Hi everyone, this is Abdul Moiz (アブドゥルムイズ). This is my first blog as a part of the Kawasaki Research Group, so first allow me to introduce myself. I am a 1st year Masters student at the University of Tokyo. Originally, I am from Pakistan and completed my Bachelors Degree there, and then I started my Civil Engineering Graduate Degree Program at the University of Tokyo in October 2015 and have been a member of the Kawasaki Research Group ever since then.
In fact, this is the first time in my life that I will write a blog, so I will try my best and hope that the readers find it interesting.
I’ll be writing about my visit to Shimokubo Dam with Kawasaki Research Group and some delegates from Myanmar and Indonesia, arranged by JWA (Japan Water Agency).
We were supposed to meet up at Yayoi campus of Tokyo University at 7:45 AM which was a little bit early for me but luckily I was able to get there on time and so did all the other members of our group who participated in this trip. We were soon joined by three delegates from Myanmar as well, Ms. Win Win, Ms. Htay Htay and Ms. Khon. All was set and we were ready to leave by 8:00 AM in a car driven by Dr. Kawasaki. We were to travel from Tokyo University to the outskirts of Gunma Prefecture, which is right next to the Saitama Prefecture. Finally after two hours we made it to the designated meeting point where we boarded the micro bus arranged by JWA.
|A group photo at the designated meeting point|
After a few minutes of waiting, the micro bus finally arrived and without further ado all of us got on, ready to reach the Shimokubo dam. Here, we were also joined by three delegates from Indonesia. It took nearly 20 minutes for us to reach the dam site.
|Coloring page gallery at the 1st floor of the operation office|
The coloring pages were based off some famous manga about dams. I don’t know its name, but I think it is a good way to attract the attention of the younger generation.
Then we were briefed about the various features of the Shimokubo Dam by Mr. Ichihara including some examples over the past extreme events where it proved to be a very important structure.
|Conference room at the operation office|
Then we visited the monitoring room for the dam site. Everything was monitored from this single room.
|Monitoring room a the operation office|
A telecommunication device was installed at the top of the building for communication over a secure network. The flower like steel strips were fixed around the telecom device to prevent it from being struck by lightning.
|View from the top was very beautiful|
|A group photo at the top of the operation office with the delegates from Myanmar and Indonesia|
Before going to the dam site we stopped by for lunch.
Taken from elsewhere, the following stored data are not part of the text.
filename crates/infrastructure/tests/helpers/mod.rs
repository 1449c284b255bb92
#![allow(dead_code)]

mod builders;

pub use builders::*;
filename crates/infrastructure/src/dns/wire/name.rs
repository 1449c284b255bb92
use super::{ByteReader, ByteWriter};
use authdns_domain::{DomainName, WireError, MAX_LABEL_LEN};
use std::collections::HashMap;

const POINTER_TAG: u8 = 0xC0;
const POINTER_OFFSET_MASK: u16 = 0x3FFF;
const MAX_POINTER_OFFSET: usize = 0x3FFF;

/// Decodes a possibly compressed name starting at `offset`.
///
/// Returns the name and the number of bytes it occupies at `offset`; when a
/// pointer is followed only the two pointer bytes count. A pointer must
/// target a position strictly before the label run that contains it, which
/// rules out self-reference and cycles while still allowing chains.
pub fn decode_name(reader: &ByteReader<'_>, offset: usize) -> Result<(DomainName, usize), WireError> {
    let mut name = DomainName::root();
    let mut pos = offset;
    let mut run_start = offset;
    let mut consumed = None;

    loop {
        let (len, next) = reader.read_u8(pos)?;

        if len & POINTER_TAG == POINTER_TAG {
            let (raw, after) = reader.read_u16(pos)?;
            let target = usize::from(raw & POINTER_OFFSET_MASK);
            if target >= run_start {
                return Err(WireError::InvalidPointer {
                    pointer: pos,
                    target,
                });
            }
            // Only the first pointer sits at the original position; later
            // ones lie behind `offset`.
            if consumed.is_none() {
                consumed = Some(after - offset);
            }
            pos = target;
            run_start = target;
            continue;
        }

        if len == 0 {
            return Ok((name, consumed.unwrap_or_else(|| next - offset)));
        }

        // 0x40 and 0x80 prefixes are reserved; they read as oversized labels.
        let len = usize::from(len);
        if len > MAX_LABEL_LEN {
            return Err(WireError::LabelTooLong(len));
        }
        let (label, after) = reader.read_bytes(next, len)?;
        name.push_label(label)?;
        pos = after;
    }
}

/// Offsets of names already written in the message being encoded.
///
/// Keys are compared byte-exactly, so a suffix is only reused when its
/// label bytes match.
#[derive(Debug)]
pub struct CompressionTable {
    offsets: HashMap<DomainName, u16>,
    enabled: bool,
}

impl CompressionTable {
    pub fn new() -> Self {
        Self {
            offsets: HashMap::new(),
            enabled: true,
        }
    }

    /// A table that never records nor returns offsets.
    pub fn disabled() -> Self {
        Self {
            offsets: HashMap::new(),
            enabled: false,
        }
    }

    pub fn lookup(&self, suffix: &DomainName) -> Option<u16> {
        self.offsets.get(suffix).copied()
    }

    pub fn len(&self) -> usize {
        self.offsets.len()
    }

    pub fn is_empty(&self) -> bool {
        self.offsets.is_empty()
    }

    fn record(&mut self, suffix: DomainName, offset: usize) {
        if !self.enabled || offset > MAX_POINTER_OFFSET {
            return;
        }
        if let Ok(offset) = u16::try_from(offset) {
            self.offsets.entry(suffix).or_insert(offset);
        }
    }
}

impl Default for CompressionTable {
    fn default() -> Self {
        Self::new()
    }
}

/// Writes `name`, replacing the longest already-written suffix with a pointer.
///
/// Every suffix emitted verbatim is recorded so later names can point at it.
pub fn encode_name(writer: &mut ByteWriter, name: &DomainName, table: &mut CompressionTable) {
    for (skip, label) in name.labels().enumerate() {
        let suffix = name.suffix(skip);
        if let Some(offset) = table.lookup(&suffix) {
            writer.write_u16((u16::from(POINTER_TAG) << 8) | offset);
            return;
        }
        table.record(suffix, writer.position());
        // Labels are bounded to 63 bytes by DomainName.
        writer.write_u8(label.len() as u8);
        writer.write_bytes(label);
    }
    writer.write_u8(0);
}
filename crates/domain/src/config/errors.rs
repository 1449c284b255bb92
#[derive(Debug, thiserror::Error)]
pub enum ConfigError {
    #[error("Failed to read config file {0}: {1}")]
    FileRead(String, String),

    #[error("Failed to write config file {0}: {1}")]
    FileWrite(String, String),

    #[error("Failed to parse config: {0}")]
    Parse(String),

    #[error("Configuration validation error: {0}")]
    Validation(String),
}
Luckily, the lunch menu was Udon Noodles and Vegetable Tempura, everything vegetarian (which was important because I can only eat Halal Food).
Finally, after lunch we visited the dam site.
|A view from the top of the dam|
We took the elevator down into the dam structure.
|Inspection facility inside the dam body|
One of the most interesting monitoring devices inside the dam structure was a normal plumb line and a reverse plumb line, which were used to keep checks on major deformations in the dam structure. Of course the normal plumb line behaves like an ordinary one, fixed at the top and suspended under gravity at the bottom. But it was the first time that I saw a reverse plumb line, it was fixed from the bottom with the plumb suspended in a tank with oil with the string in tension under the buoyant force instead of gravity force.
|Normal plumb line|
|Reverse Plumb Line|
The inside of the dam was connected by these tunnels for monitoring purposes.
Thank God we had an elevator here. One can imagine how deep into the structure we were from these steps.
Finally, the tunnel system lead us outside to the downstream side of the structure.
|Downstream side of the dam|
The downstream side was very beautiful and a popular spot among tourists.
Many rocks rich with minerals were present on the downstream side
Each of these stones were given names by the local people ages ago, too many to even count
|One final group photo|
Finally, it was time to head back. It was a wonderful and unique experience to visit the Shimokubo Dam.